TSK’de Türban Serbestisi’ne Karşı Açtığımız Dava, 2’ye Karşı 3 Oyla Reddedildi! Laikliğin Ruhuna El-Fatiha!

Halkın Kurtuluş Partisi olarak Antiemperyalist Birinci Kurtuluş Savaşı’mızın ve Ortaçağcı Gericiliğe karşı mücadelemizin en büyük kazanımlarından biri olan; demokrasinin, özgürlüğün ve bilimin en önemli garantisi olan Laiklik ilkesinin korunması için her alanda mücadelemiz devam ediyor.

Bildiğimiz gibi, Milli Savunma Bakanlığı 2017’de TSK kıyafet yönetmeliğinde değişiklik yapmıştı ve bu değişiklikle kadın subay, astsubay ve askeri öğrencilerin resmi kıyafetlerinin üzerine türban takabilecekleri belirtilmişti. Ancak bu yönetmelik değişikliği Resmi Gazetede yayımlanmamıştı.

İşte Orduyu ve subayları bir din devleti yapılanmasına doğru götürecek bu hukuksuz uygulamaya karşı Hukukçularımız söz konusu yönetmelik maddesinin iptali ve yürütmenin durdurulması talebi ile Danıştayda dava açmıştı.

Bu davada, Danıştay Savcısı esas hakkındaki mütalaasında;

“Anayasanın 2. Maddesi ve Laiklik ilkesi geçerli olduğu sürece, kamu personelinin dinsel aidiyetlerini hiçbir şekilde belli etmemeleri gerekir…, bu nedenle düzenlemenin iptal edilmesi gerekir”, demişti.

Ancak Yürütmenin durdurulması talebimiz oy çokluğu ile reddedilmişti ve bu karara muhalefet eden Mahkeme Üyesi “kamu görevlilerinin, din ve vicdan hürriyetinden bahisle dinsel mensubiyetlerini öne çıkarmalarına olanak sağlayacak şekilde kural getirilmesi, Anayasanın 2. maddesinde yer alan ‘laiklik ilkesi’ varlığını korudukça, hukuken kabul edilemez.” şeklinde görüş bildirmişti.
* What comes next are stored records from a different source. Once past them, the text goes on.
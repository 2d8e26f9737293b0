// Query documents sent by the admin client, keyed by the oldest workbench
// release that understands them. Result fields are aliased so every set is
// parsed the same way.

use std::fmt;

use super::error::WorkbenchError;

/// Version probe; valid on every supported release and needs no session
pub const SERVER_VERSION: &str = "query serverConfig { serverConfig { version } }";

#[derive(Debug, Clone, Copy, PartialEq, Eq, PartialOrd, Ord)]
pub struct WorkbenchVersion(pub u32, pub u32, pub u32);

impl WorkbenchVersion {
    /// Parse the leading `major.minor.patch` of strings like `23.2.5.202311061939`
    pub fn parse(raw: &str) -> Option<Self> {
        let mut parts = raw.trim().trim_start_matches('v').split(['.', '-', '+']);
        let major = parts.next()?.parse().ok()?;
        let minor = parts.next().and_then(|p| p.parse().ok()).unwrap_or(0);
        let patch = parts.next().and_then(|p| p.parse().ok()).unwrap_or(0);
        Some(Self(major, minor, patch))
    }
}

impl fmt::Display for WorkbenchVersion {
    fn fmt(&self, f: &mut fmt::Formatter<'_>) -> fmt::Result {
        write!(f, "{}.{}.{}", self.0, self.1, self.2)
    }
}

#[derive(Debug)]
pub struct QuerySet {
    pub label: &'static str,
    pub min_version: WorkbenchVersion,
    /// Whether connection mutations take a `projectId` variable
    pub project_scoped: bool,
    pub auth_login: &'static str,
    pub find_user: &'static str,
    pub create_user: &'static str,
    pub set_user_credentials: &'static str,
    pub create_connection: &'static str,
    pub update_connection: &'static str,
    pub delete_connection: &'static str,
    pub grant_connection: &'static str,
    pub user_connections: &'static str,
    pub set_user_connections: &'static str,
}

static LEGACY: QuerySet = QuerySet {
    label: "legacy",
    min_version: WorkbenchVersion(22, 0, 0),
    project_scoped: false,
    auth_login: "mutation authLogin($credentials: Object) { \
        auth: authLogin(provider: \"local\", credentials: $credentials) { authId } }",
    find_user: "query adminUserInfo($userId: ID!) { \
        user: listUsers(userId: $userId) { userId } }",
    create_user: "mutation createUser($userId: ID!) { \
        user: createUser(userId: $userId) { userId } }",
    set_user_credentials: "mutation setUserCredentials($userId: ID!, $password: String!) { \
        setUserCredentials(userId: $userId, providerId: \"local\", credentials: { password: $password }) }",
    create_connection: "mutation createConnection($config: ConnectionConfig!) { \
        connection: createConnection(config: $config) { id } }",
    update_connection: "mutation updateConnection($config: ConnectionConfig!) { \
        connection: updateConnection(config: $config) { id } }",
    delete_connection: "mutation deleteConnection($id: ID!) { \
        deleteConnection(id: $id) }",
    grant_connection: "mutation setConnectionSubjectAccess($connectionId: ID!, $subjects: [ID!]!) { \
        setConnectionSubjectAccess(connectionId: $connectionId, subjects: $subjects) }",
    user_connections: "query getSubjectConnectionAccess($subjectId: ID!) { \
        grants: getSubjectConnectionAccess(subjectId: $subjectId) { connectionId } }",
    set_user_connections: "mutation setSubjectConnectionAccess($subjectId: ID!, $connectionIds: [ID!]!) { \
        setSubjectConnectionAccess(subjectId: $subjectId, connections: $connectionIds) }",
};

static PROJECT_SCOPED: QuerySet = QuerySet {
    label: "project-scoped",
    min_version: WorkbenchVersion(23, 1, 0),
    project_scoped: true,
    auth_login: "mutation authLogin($credentials: Object) { \
        auth: authLogin(provider: \"local\", credentials: $credentials, linkUser: false) { authStatus } }",
    find_user: "query adminUserInfo($userId: ID!) { \
        user: adminUserInfo(userId: $userId) { userId } }",
    create_user: "mutation createUser($userId: ID!) { \
        user: createUser(userId: $userId, enabled: true) { userId } }",
    set_user_credentials: "mutation setUserCredentials($userId: ID!, $password: String!) { \
        setUserCredentials(userId: $userId, providerId: \"local\", credentials: { password: $password }) }",
    create_connection: "mutation createConnection($projectId: ID!, $config: ConnectionConfig!) { \
        connection: createConnection(projectId: $projectId, config: $config) { id } }",
    update_connection: "mutation updateConnection($projectId: ID!, $config: ConnectionConfig!) { \
        connection: updateConnection(projectId: $projectId, config: $config) { id } }",
    delete_connection: "mutation deleteConnection($projectId: ID!, $id: ID!) { \
        deleteConnection(projectId: $projectId, id: $id) }",
    grant_connection: "mutation addConnectionsAccess($projectId: ID!, $connectionId: ID!, $subjects: [ID!]!) { \
        addConnectionsAccess(projectId: $projectId, connectionIds: [$connectionId], subjects: $subjects) }",
    user_connections: "query getSubjectConnectionAccess($subjectId: ID!) { \
        grants: getSubjectConnectionAccess(subjectId: $subjectId) { connectionId } }",
    set_user_connections: "mutation setSubjectConnectionAccess($projectId: ID!, $subjectId: ID!, $connectionIds: [ID!]!) { \
        setSubjectConnectionAccess(projectId: $projectId, subjectId: $subjectId, connectionIds: $connectionIds) }",
};

/// Sorted by ascending minimum version
static QUERY_TABLE: [&QuerySet; 2] = [&LEGACY, &PROJECT_SCOPED];

/// Highest query set whose minimum version does not exceed `version`
pub fn select(version: WorkbenchVersion) -> Result<&'static QuerySet, WorkbenchError> {
    QUERY_TABLE
        .iter()
        .rev()
        .find(|set| set.min_version <= version)
        .copied()
        .ok_or_else(|| WorkbenchError::UnsupportedVersion(version.to_string()))
}
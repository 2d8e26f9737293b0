use thiserror::Error;

use crate::database::DatabaseError;
use crate::platform::DirectoryError;

/// A DB-service descriptor that cannot be expressed as a workbench connection
#[derive(Debug, Clone, Error, PartialEq, Eq)]
pub enum TranslationError {
    #[error("Unsupported database engine '{0}'")]
    UnsupportedEngine(String),

    #[error("{engine} connection requires parameter '{param}'")]
    MissingParameter { engine: String, param: &'static str },
}

#[derive(Debug, Error)]
pub enum WorkbenchError {
    #[error("Workbench integration is not configured")]
    NotConfigured,

    #[error("Workbench authentication failed: {0}")]
    Authentication(String),

    #[error(transparent)]
    Translation(#[from] TranslationError),

    #[error("Workbench unreachable: {0}")]
    Transport(String),

    #[error("Workbench call timed out")]
    Timeout,

    #[error("Workbench rejected the call: {0}")]
    Remote(String),

    #[error("Unexpected workbench response: {0}")]
    InvalidResponse(String),

    #[error("Workbench version {0} is older than any supported query set")]
    UnsupportedVersion(String),

    #[error("Connections of user {user} still differ after rebind (missing {missing:?}, unexpected {unexpected:?})")]
    DriftConvergence {
        user: String,
        missing: Vec<String>,
        unexpected: Vec<String>,
    },

    #[error(transparent)]
    Directory(#[from] DirectoryError),

    #[error(transparent)]
    Store(#[from] DatabaseError),
}

impl WorkbenchError {
    pub fn is_authentication(&self) -> bool {
        matches!(self, WorkbenchError::Authentication(_))
    }
}

impl From<reqwest::Error> for WorkbenchError {
    fn from(err: reqwest::Error) -> Self {
        if err.is_timeout() {
            WorkbenchError::Timeout
        } else if err.is_decode() {
            WorkbenchError::InvalidResponse(err.to_string())
        } else {
            WorkbenchError::Transport(err.to_string())
        }
    }
}
use serde::Serialize;
use sha2::{Digest, Sha256};
use std::sync::Arc;
use tracing::{debug, info};

use super::client::WorkbenchAdmin;
use super::error::WorkbenchError;
use super::reconciler::{ConnectionReconciler, ReconcileReport};
use super::session::{SessionCache, SessionHandle};
use crate::config::WorkbenchConfig;
use crate::database::{ConnectionStore, RemoteConnection};
use crate::platform::{DbService, PlatformDirectory};

#[derive(Debug, Clone, Serialize)]
pub struct LoginOutcome {
    #[serde(skip)]
    pub handle: SessionHandle,
    /// True when the cached session was handed out without a remote login
    pub reused: bool,
    #[serde(skip_serializing_if = "Option::is_none")]
    pub reconciliation: Option<ReconcileReport>,
}

/// Delegated workbench login and the state shared with the dispatcher
pub struct WorkbenchService {
    config: WorkbenchConfig,
    admin: Arc<dyn WorkbenchAdmin>,
    directory: Arc<dyn PlatformDirectory>,
    store: Arc<dyn ConnectionStore>,
    reconciler: ConnectionReconciler,
    sessions: SessionCache,
}

impl WorkbenchService {
    pub fn new(
        config: WorkbenchConfig,
        admin: Arc<dyn WorkbenchAdmin>,
        directory: Arc<dyn PlatformDirectory>,
        store: Arc<dyn ConnectionStore>,
    ) -> Self {
        let reconciler = ConnectionReconciler::new(
            directory.clone(),
            store.clone(),
            admin.clone(),
            config.verify_every_login,
        );
        Self {
            config,
            admin,
            directory,
            store,
            reconciler,
            sessions: SessionCache::new(),
        }
    }

    pub fn config(&self) -> &WorkbenchConfig {
        &self.config
    }

    pub fn sessions(&self) -> &SessionCache {
        &self.sessions
    }

    /// Log `user_id` into the workbench, reusing a session bound to the same
    /// credential version. A fresh login reconciles the user's connections
    /// first; an aborted pass fails the login.
    pub async fn login(&self, user_id: &str, credential_version: &str) -> Result<LoginOutcome, WorkbenchError> {
        if let Some(handle) = self.sessions.lookup(user_id, credential_version) {
            debug!("Reusing workbench session for {}", user_id);
            return Ok(LoginOutcome {
                handle,
                reused: true,
                reconciliation: None,
            });
        }

        let password = self.derived_password(user_id);
        self.admin.ensure_user(user_id, &password).await?;

        let report = self.reconciler.reconcile(user_id).await?;
        let handle = self.admin.login_user(user_id, &password).await?;
        self.sessions.bind(user_id, credential_version, handle.clone());
        info!("Workbench login for {} completed", user_id);

        Ok(LoginOutcome {
            handle,
            reused: false,
            reconciliation: Some(report),
        })
    }

    pub fn logout(&self, user_id: &str) -> Option<SessionHandle> {
        self.sessions.unbind(user_id)
    }

    /// Per-user workbench password, derived so it never has to be stored
    pub fn derived_password(&self, user_id: &str) -> String {
        let digest = Sha256::digest(format!("{}:{}", user_id, self.config.user_password_secret).as_bytes());
        format!("{:x}", digest)
    }

    /// Cached connection row and its DB service for a workbench connection id
    pub async fn connection_owner(
        &self,
        remote_connection_id: &str,
    ) -> Result<Option<(RemoteConnection, DbService)>, WorkbenchError> {
        let Some(row) = self.store.find_by_remote_id(remote_connection_id).await? else {
            return Ok(None);
        };
        let service = self.directory.db_service(&row.db_service_id).await?;
        Ok(service.map(|s| (row, s)))
    }
}
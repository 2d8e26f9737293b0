#![allow(dead_code)]

use std::collections::{BTreeMap, HashMap};
use std::net::SocketAddr;
use std::sync::{Arc, Mutex};
use std::time::{Duration, Instant};

use anyhow::{Context, Result};
use axum::{
    body::Bytes,
    extract::{Request, State},
    http::{header, HeaderMap, StatusCode},
    response::{IntoResponse, Response},
    routing::post,
    Json, Router,
};
use serde_json::{json, Value};

use workbench_gateway::auth::{generate_jwt, Claims};
use workbench_gateway::config::{AppConfig, WorkbenchConfig};
use workbench_gateway::database::memory::MemoryConnectionStore;
use workbench_gateway::dispatcher::Dispatcher;
use workbench_gateway::platform::StaticDirectory;
use workbench_gateway::workbench::{GqlRequest, RemoteAdminClient, WorkbenchService};
use workbench_gateway::{router, AppState};

pub const ADMIN_USER: &str = "administrator";
pub const ADMIN_PASSWORD: &str = "admin-pass";
pub const WORKBENCH_VERSION: &str = "23.2.0";

/// Serve `app` on a free local port and return its base URL
pub async fn serve(app: Router) -> Result<String> {
    let port = portpicker::pick_unused_port().context("failed to pick free port")?;
    let addr = SocketAddr::from(([127, 0, 0, 1], port));
    let listener = tokio::net::TcpListener::bind(addr).await?;
    tokio::spawn(async move {
        let _ = axum::serve(listener, app).await;
    });
    Ok(format!("http://{}", addr))
}

/// A port nothing listens on
pub fn closed_port_url() -> Result<String> {
    let port = portpicker::pick_unused_port().context("failed to pick free port")?;
    Ok(format!("http://127.0.0.1:{}", port))
}

pub struct TestGateway {
    pub base_url: String,
    pub config: AppConfig,
    pub state: AppState,
}

impl TestGateway {
    pub fn url(&self, path: &str) -> String {
        format!("{}{}", self.base_url, path)
    }

    pub fn token(&self, user_id: &str, role: &str) -> String {
        token(&self.config, user_id, role)
    }

    pub fn admin_token(&self) -> String {
        self.token("root", "admin")
    }
}

pub fn token(config: &AppConfig, user_id: &str, role: &str) -> String {
    generate_jwt(&Claims::new(user_id, user_id, role, 1), &config.security).expect("token")
}

/// Development config bound to a free local port, no database, no workbench
pub fn test_config() -> Result<AppConfig> {
    let mut config = AppConfig::defaults();
    config.server.host = "127.0.0.1".to_string();
    config.server.port = portpicker::pick_unused_port().context("failed to pick free port")?;
    Ok(config)
}
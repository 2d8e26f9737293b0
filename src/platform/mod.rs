// Read-only view of the platform's DB services and who may see them.
// User, role and DB-service management live elsewhere; the gateway only asks.

pub mod directory;

use serde::{Deserialize, Serialize};
use std::collections::BTreeMap;

pub use directory::{DirectoryError, PlatformDirectory, StaticDirectory};

/// Purpose used when a grant does not name one
pub const DEFAULT_PURPOSE: &str = "default";

/// Connection-relevant description of a database managed by the platform
#[derive(Debug, Clone, PartialEq, Eq, Serialize, Deserialize)]
pub struct DbService {
    pub id: String,
    pub name: String,
    pub db_type: String,
    pub host: String,
    pub port: u16,
    pub admin_user: String,
    #[serde(default, skip_serializing)]
    pub admin_password: String,
    #[serde(default)]
    pub additional_params: BTreeMap<String, String>,
    #[serde(default)]
    pub audit_enabled: bool,
    #[serde(default = "default_active")]
    pub active: bool,
}

fn default_active() -> bool {
    true
}

/// A DB service a user may see, together with the purpose it was granted for
#[derive(Debug, Clone, PartialEq, Eq)]
pub struct AuthorizedService {
    pub service: DbService,
    pub purpose: String,
}
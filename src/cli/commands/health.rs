use anyhow::bail;
use serde_json::Value;

use crate::cli::client::GatewayClient;
use crate::cli::OutputFormat;

pub async fn handle(client: &GatewayClient, output_format: OutputFormat) -> anyhow::Result<()> {
    let (status, body) = client.get("/health").await?;

    match output_format {
        OutputFormat::Json => println!("{}", serde_json::to_string_pretty(&body)?),
        OutputFormat::Text => {
            let data = &body["data"];
            let field = |name: &str| data[name].as_str().map(str::to_string).unwrap_or_else(|| "-".to_string());
            println!("status:    {}", field("status"));
            println!("database:  {}", field("database"));
            println!("workbench: {}", field("workbench"));
            if let Some(targets) = data["targets"].as_u64() {
                println!("targets:   {}", targets);
            }
            if let Some(Value::String(err)) = data.get("database_error") {
                println!("error:     {}", err);
            }
        }
    }

    if status != 200 {
        bail!("gateway unhealthy ({})", status);
    }
    Ok(())
}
Danıştay 2. Dairesinde bu şekilde ilerleyen davada karar verildi ve davamız 2’ye karşı 3 oyla reddedildi.

Kararda aslında AKP’giller’in Ortaçağcı faşist din devleti ideallerine bayrak yaptıkları Türbanın gündelik yaşamın bir parçası haline geldiğine dikkat çekildi ve Laiklik ilkesine aykırı olmadığı belirtildi.

Karara usul yönünden muhalefet eden 2 Mahkeme üyesi hâkim de karşı oy yazılarında, kamu personeline ait genel hükümleri kapsayan yönetmeliklerin Resmi Gazetede yayımlanması gerektiğini ifade etti. Bu nedenle hukuka aykırı olan yönetmeliğin iptal edilmesi gerektiğini belirtti.

Bu karar ve dava süreci AKPgiller’in yargı üzerindeki baskısının ve yargıyı kendi hukuk bürolarına dönüştürme sürecinin bir yansımasıdır. Bu baskılara rağmen lehimize mütalaa veren Danıştay Savcısının,  yürütmeyi durdurma talebinin reddine muhalefet eden Mahkeme Üyesinin tavrı ve usul açısından da olsa karara muhalefet eden 2 mahkeme üyesinin tavrı hâlâ cesur hukukçularımızın olduğunun da kanıtıdır.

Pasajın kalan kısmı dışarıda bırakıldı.